▶ _Problem description_: Those lines of the following listing which contain the string "MissedTickBehavior" should be returned.

┌─ Task inputs

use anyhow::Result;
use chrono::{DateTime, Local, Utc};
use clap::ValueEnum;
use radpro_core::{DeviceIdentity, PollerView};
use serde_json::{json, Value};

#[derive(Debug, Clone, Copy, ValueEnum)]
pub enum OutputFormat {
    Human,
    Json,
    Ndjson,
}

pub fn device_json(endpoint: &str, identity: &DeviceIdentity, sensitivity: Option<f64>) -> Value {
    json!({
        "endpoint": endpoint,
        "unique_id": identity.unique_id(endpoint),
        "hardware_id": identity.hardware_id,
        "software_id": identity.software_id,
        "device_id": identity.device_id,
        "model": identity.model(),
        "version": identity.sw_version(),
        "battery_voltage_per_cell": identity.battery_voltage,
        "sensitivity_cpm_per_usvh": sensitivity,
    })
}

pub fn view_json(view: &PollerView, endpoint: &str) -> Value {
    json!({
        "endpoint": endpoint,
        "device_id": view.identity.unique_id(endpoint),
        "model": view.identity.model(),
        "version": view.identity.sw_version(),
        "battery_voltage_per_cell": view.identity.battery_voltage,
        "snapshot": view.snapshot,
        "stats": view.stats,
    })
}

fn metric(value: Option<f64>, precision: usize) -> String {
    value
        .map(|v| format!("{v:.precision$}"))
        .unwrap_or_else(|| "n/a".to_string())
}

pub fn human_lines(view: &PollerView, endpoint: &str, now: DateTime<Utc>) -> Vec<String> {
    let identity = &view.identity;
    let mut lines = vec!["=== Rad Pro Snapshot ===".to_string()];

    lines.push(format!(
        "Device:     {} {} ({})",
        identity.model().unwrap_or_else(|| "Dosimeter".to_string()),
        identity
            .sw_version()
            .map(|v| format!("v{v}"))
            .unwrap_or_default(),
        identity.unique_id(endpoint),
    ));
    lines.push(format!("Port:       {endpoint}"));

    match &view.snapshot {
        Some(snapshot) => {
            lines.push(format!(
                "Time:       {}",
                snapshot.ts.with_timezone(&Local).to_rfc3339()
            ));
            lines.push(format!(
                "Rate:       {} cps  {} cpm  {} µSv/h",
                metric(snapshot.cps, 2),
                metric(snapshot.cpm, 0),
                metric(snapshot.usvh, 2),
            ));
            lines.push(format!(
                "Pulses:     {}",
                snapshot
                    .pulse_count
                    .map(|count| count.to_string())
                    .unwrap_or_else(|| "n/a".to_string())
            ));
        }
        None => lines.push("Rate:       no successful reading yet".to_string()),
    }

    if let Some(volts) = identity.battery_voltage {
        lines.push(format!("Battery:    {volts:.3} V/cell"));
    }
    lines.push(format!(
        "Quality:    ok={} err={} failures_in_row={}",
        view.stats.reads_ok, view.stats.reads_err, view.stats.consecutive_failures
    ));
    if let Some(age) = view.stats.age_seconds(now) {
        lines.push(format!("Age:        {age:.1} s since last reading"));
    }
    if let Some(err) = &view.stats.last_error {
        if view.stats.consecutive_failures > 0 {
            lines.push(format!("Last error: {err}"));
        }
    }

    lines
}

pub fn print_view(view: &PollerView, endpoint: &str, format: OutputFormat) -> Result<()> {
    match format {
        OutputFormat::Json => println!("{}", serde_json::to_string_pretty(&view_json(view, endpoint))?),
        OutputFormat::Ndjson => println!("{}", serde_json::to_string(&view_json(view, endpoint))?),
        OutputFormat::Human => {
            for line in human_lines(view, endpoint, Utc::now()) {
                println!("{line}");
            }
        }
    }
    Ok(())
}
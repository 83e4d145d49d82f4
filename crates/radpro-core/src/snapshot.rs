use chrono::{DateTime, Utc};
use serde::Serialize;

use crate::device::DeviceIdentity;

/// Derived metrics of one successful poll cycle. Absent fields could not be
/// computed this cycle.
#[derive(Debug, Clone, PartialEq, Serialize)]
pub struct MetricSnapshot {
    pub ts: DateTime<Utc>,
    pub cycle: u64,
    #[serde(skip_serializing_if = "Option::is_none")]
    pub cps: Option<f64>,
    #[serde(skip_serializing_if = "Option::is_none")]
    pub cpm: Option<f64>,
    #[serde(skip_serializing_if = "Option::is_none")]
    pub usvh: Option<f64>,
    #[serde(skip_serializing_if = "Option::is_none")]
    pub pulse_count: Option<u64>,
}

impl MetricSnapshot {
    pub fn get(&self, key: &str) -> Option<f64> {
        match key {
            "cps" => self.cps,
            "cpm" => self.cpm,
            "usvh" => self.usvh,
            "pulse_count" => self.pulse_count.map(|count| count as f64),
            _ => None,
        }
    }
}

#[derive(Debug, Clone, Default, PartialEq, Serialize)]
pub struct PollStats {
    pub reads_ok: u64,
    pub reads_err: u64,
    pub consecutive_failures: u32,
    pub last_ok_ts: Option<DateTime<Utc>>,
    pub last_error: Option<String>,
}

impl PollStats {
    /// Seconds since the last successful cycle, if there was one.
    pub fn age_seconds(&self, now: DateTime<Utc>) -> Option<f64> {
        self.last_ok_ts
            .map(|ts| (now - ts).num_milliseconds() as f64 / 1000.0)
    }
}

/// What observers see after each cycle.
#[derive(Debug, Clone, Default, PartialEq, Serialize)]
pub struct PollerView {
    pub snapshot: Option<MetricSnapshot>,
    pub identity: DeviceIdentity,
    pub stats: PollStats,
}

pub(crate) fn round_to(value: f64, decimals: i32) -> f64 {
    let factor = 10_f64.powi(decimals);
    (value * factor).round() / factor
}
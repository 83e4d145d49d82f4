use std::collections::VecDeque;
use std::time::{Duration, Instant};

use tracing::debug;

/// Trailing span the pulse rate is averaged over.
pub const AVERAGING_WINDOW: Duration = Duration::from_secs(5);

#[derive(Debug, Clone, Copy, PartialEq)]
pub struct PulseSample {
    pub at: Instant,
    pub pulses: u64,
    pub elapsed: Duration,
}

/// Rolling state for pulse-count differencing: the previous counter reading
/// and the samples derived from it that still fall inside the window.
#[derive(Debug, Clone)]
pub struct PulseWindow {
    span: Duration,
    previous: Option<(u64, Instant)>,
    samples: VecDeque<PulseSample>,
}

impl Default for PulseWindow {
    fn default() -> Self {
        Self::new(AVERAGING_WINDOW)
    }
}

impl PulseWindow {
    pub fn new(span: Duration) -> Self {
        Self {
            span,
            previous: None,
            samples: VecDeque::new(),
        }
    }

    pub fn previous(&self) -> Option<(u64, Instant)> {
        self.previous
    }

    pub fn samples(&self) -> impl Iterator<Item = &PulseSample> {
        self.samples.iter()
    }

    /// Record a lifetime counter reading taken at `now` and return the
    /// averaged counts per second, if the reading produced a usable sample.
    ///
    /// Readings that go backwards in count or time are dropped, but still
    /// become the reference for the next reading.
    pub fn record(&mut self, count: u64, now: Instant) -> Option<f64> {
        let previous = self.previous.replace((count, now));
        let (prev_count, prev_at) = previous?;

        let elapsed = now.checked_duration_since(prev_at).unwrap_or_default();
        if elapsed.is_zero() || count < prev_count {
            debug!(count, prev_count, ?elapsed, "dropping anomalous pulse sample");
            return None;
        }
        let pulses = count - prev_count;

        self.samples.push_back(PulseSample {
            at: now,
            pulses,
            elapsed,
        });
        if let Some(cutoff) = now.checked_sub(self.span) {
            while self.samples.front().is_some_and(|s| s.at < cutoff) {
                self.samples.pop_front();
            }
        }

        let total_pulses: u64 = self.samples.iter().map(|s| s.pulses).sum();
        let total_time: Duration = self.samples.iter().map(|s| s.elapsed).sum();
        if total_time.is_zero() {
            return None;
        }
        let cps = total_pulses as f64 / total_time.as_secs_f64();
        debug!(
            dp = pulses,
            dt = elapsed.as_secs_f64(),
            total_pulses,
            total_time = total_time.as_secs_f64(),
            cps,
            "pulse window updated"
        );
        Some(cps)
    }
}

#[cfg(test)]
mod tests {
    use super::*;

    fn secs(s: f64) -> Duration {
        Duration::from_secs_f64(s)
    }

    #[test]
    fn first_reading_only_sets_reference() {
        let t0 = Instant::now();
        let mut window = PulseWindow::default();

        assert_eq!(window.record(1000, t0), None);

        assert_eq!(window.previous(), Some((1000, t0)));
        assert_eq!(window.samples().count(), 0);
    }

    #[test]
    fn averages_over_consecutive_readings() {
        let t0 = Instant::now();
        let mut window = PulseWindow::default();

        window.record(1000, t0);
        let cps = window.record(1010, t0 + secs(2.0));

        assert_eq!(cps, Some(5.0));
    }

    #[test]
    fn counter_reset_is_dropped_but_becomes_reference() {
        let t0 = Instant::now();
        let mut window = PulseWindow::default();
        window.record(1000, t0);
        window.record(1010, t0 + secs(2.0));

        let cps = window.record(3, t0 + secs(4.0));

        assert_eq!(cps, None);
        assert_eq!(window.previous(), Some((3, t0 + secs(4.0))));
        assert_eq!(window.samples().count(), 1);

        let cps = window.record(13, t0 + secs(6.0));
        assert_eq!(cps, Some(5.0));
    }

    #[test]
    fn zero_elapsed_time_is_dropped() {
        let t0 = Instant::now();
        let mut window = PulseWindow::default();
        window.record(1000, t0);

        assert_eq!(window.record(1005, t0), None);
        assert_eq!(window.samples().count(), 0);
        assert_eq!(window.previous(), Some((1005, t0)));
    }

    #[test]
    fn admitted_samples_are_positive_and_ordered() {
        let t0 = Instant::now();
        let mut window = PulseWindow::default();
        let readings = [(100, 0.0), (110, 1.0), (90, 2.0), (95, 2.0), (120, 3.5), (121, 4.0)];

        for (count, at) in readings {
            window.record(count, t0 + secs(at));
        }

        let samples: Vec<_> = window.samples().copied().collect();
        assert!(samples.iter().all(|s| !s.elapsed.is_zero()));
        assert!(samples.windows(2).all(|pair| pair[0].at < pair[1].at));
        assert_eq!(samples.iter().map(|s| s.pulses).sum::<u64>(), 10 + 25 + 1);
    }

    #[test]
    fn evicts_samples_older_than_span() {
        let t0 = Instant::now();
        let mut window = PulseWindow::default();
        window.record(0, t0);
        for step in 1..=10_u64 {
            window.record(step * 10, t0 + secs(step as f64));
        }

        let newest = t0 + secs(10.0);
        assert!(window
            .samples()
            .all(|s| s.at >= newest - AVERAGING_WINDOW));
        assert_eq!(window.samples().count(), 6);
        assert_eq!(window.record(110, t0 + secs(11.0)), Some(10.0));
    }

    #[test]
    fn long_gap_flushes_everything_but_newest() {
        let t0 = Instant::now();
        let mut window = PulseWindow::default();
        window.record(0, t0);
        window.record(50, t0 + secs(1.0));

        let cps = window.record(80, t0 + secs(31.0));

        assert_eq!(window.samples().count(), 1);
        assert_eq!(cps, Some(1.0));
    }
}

└─
┌─ Task inputs

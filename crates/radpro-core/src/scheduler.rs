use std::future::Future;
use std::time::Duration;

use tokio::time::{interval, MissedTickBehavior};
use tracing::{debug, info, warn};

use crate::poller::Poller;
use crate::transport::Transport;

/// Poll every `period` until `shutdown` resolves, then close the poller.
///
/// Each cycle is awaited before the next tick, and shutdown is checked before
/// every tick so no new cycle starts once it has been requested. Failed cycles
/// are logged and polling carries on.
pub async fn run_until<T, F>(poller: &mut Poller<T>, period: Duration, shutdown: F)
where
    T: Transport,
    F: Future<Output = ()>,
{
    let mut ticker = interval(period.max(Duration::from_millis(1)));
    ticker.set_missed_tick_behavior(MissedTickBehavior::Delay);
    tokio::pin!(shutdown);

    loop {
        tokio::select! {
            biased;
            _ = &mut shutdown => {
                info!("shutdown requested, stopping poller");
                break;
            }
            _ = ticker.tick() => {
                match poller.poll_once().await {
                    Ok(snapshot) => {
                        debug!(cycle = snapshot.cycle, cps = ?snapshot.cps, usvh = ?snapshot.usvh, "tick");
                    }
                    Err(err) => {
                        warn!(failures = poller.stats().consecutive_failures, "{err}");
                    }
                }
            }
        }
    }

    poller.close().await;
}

└─

▶ _The answer_:
use tokio::time::{interval, MissedTickBehavior};
    ticker.set_missed_tick_behavior(MissedTickBehavior::Delay);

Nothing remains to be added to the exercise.